- Required action: Starting with the line containing "pattern.set_debug(debug_mode());" and going on through the line containing "at transaction start.", return the lines of the data below exactly, and only those.

(Saved entries)

──────────

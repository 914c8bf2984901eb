use crate::prelude::*;
use embassy_nrf::gpio::{AnyPin, Level, Output, OutputDrive};
use embassy_nrf::Peri;
use psx_bus::{StatusPattern, StatusTracker};

/// How often the bus activity is checked.
const CHECK_INTERVAL_MS: u64 = 1;

/// Shows the bus status on the (active low) LED.
#[embassy_executor::task]
pub async fn status_led_task(led_pin: Peri<'static, AnyPin>) {
    let mut led = Output::new(led_pin, Level::High, OutputDrive::Standard);
    let mut tracker = StatusTracker::new();
    let mut pattern = StatusPattern::new(debug_mode());
    let mut ticker = Ticker::every(Duration::from_millis(CHECK_INTERVAL_MS));

    loop {
        ticker.next().await;
        let now = Instant::now().as_micros();
        let status = tracker.update(&TELEMETRY.snapshot(), now);
        pattern.set_debug(debug_mode());
        pattern.set_status(status);
        led.set_level(if pattern.level(now) { Level::Low } else { Level::High });
    }
}
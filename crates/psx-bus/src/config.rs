/// Bus timing tunables.
///
/// Different hosts and board revisions want different timeouts; those are
/// just different values of this struct.
#[derive(Debug, Clone, Copy, PartialEq, Eq)]
#[cfg_attr(feature = "defmt", derive(defmt::Format))]
pub struct BusConfig {
    /// Bound on the wait for the first clock edge of a byte.
    pub byte_timeout_us: u32,
    /// Bound on the wait for every other clock edge.
    pub edge_timeout_us: u32,
    /// Delay between the last bit of a byte and the acknowledge pulse.
    pub ack_delay_us: u32,
    /// Settling time before select is re-checked at transaction start.
    pub debounce_us: u32,
    pub ack: AckMode,
}

impl Default for BusConfig {
    fn default() -> Self {
        Self {
            byte_timeout_us: 200,
            edge_timeout_us: 200,
            ack_delay_us: 0,
            debounce_us: 1,
            ack: AckMode::Calibrated(CalibrationConfig::default()),
        }
    }
}

/// Where the acknowledge pulse width and post-acknowledge wait come from.
#[derive(Debug, Clone, Copy, PartialEq, Eq)]
#[cfg_attr(feature = "defmt", derive(defmt::Format))]
pub enum AckMode {
    Fixed { pulse_us: u8, post_wait_us: u8 },
    Calibrated(CalibrationConfig),
}

impl AckMode {
    pub const FIXED_DEFAULT: Self = Self::Fixed { pulse_us: 3, post_wait_us: 50 };
}

/// Search space and trial rules of the acknowledge timing calibrator.
#[derive(Debug, Clone, Copy, PartialEq, Eq)]
#[cfg_attr(feature = "defmt", derive(defmt::Format))]
pub struct CalibrationConfig {
    pub pulse_min_us: u8,
    pub pulse_max_us: u8,
    pub post_min_us: u8,
    pub post_max_us: u8,
    pub step_us: u8,
    /// Address arrivals observed per grid point.
    pub trial_len: u8,
    /// Wall-clock bound per grid point.
    pub trial_timeout_us: u64,
    /// Minimum command success rate, in percent, for a point to qualify.
    pub success_threshold_pct: u8,
    /// Silence after which all calibration state is thrown away.
    pub idle_timeout_us: u64,
}

impl Default for CalibrationConfig {
    fn default() -> Self {
        Self {
            pulse_min_us: 1,
            pulse_max_us: 6,
            post_min_us: 0,
            post_max_us: 6,
            step_us: 1,
            trial_len: 8,
            trial_timeout_us: 10_000_000,
            success_threshold_pct: 50,
            idle_timeout_us: 5_000_000,
        }
    }
}

/// "PSXC"
pub const CONFIG_MAGIC: u32 = 0x5053_5843;
/// Encoded size of a [`PadSettings`] record.
pub const RECORD_LEN: usize = 12;

/// User settings persisted across power cycles.
#[derive(Debug, Clone, Copy, PartialEq, Eq)]
#[cfg_attr(feature = "defmt", derive(defmt::Format))]
pub struct PadSettings {
    pub debug: bool,
    pub latching: bool,
}

impl Default for PadSettings {
    fn default() -> Self {
        Self { debug: false, latching: true }
    }
}

#[derive(Debug, Clone, Copy, PartialEq, Eq)]
#[cfg_attr(feature = "defmt", derive(defmt::Format))]
pub enum RecordError {
    Length(usize),
    Magic(u32),
    Checksum { stored: u32, computed: u32 },
}

impl core::fmt::Display for RecordError {
    fn fmt(&self, f: &mut core::fmt::Formatter<'_>) -> core::fmt::Result {
        match self {
            RecordError::Length(len) => {
                write!(f, "settings record has {} bytes", len)
            }
            RecordError::Magic(magic) => {
                write!(f, "bad settings magic: {:#010x}", magic)
            }
            RecordError::Checksum { stored, computed } => write!(
                f,
                "settings checksum mismatch: stored {:#010x}, computed {:#010x}",
                stored, computed
            ),
        }
    }
}

fn checksum(head: &[u8]) -> u32 {
    let magic = u32::from_le_bytes([head[0], head[1], head[2], head[3]]);
    head[4..8]
        .iter()
        .fold(magic, |sum, b| sum.wrapping_add(*b as u32))
}

impl PadSettings {
    /// Encode as the fixed on-flash record:
    /// magic (u32 LE), debug, latching, 2 reserved bytes, checksum (u32 LE).
    pub fn to_record(&self) -> [u8; RECORD_LEN] {
        let mut record = [0u8; RECORD_LEN];
        record[0..4].copy_from_slice(&CONFIG_MAGIC.to_le_bytes());
        record[4] = self.debug as u8;
        record[5] = self.latching as u8;
        let sum = checksum(&record[..8]);
        record[8..12].copy_from_slice(&sum.to_le_bytes());
        record
    }

    pub fn from_record(record: &[u8]) -> Result<Self, RecordError> {
        if record.len() < RECORD_LEN {
            return Err(RecordError::Length(record.len()));
        }
        let magic =
            u32::from_le_bytes([record[0], record[1], record[2], record[3]]);
        if magic != CONFIG_MAGIC {
            return Err(RecordError::Magic(magic));
        }
        let stored =
            u32::from_le_bytes([record[8], record[9], record[10], record[11]]);
        let computed = checksum(&record[..8]);
        if stored != computed {
            return Err(RecordError::Checksum { stored, computed });
        }
        Ok(Self { debug: record[4] != 0, latching: record[5] != 0 })
    }

    /// Decode, falling back to defaults for anything invalid.
    pub fn from_record_or_default(record: &[u8]) -> Self {
        Self::from_record(record).unwrap_or_default()
    }
}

──────────

- Task solution:
        pattern.set_debug(debug_mode());
        pattern.set_status(status);
        led.set_level(if pattern.level(now) { Level::Low } else { Level::High });
    }
}
filename crates/psx-bus/src/config.rs
/// Bus timing tunables.
///
/// Different hosts and board revisions want different timeouts; those are
/// just different values of this struct.
#[derive(Debug, Clone, Copy, PartialEq, Eq)]
#[cfg_attr(feature = "defmt", derive(defmt::Format))]
pub struct BusConfig {
    /// Bound on the wait for the first clock edge of a byte.
    pub byte_timeout_us: u32,
    /// Bound on the wait for every other clock edge.
    pub edge_timeout_us: u32,
    /// Delay between the last bit of a byte and the acknowledge pulse.
    pub ack_delay_us: u32,
    /// Settling time before select is re-checked at transaction start.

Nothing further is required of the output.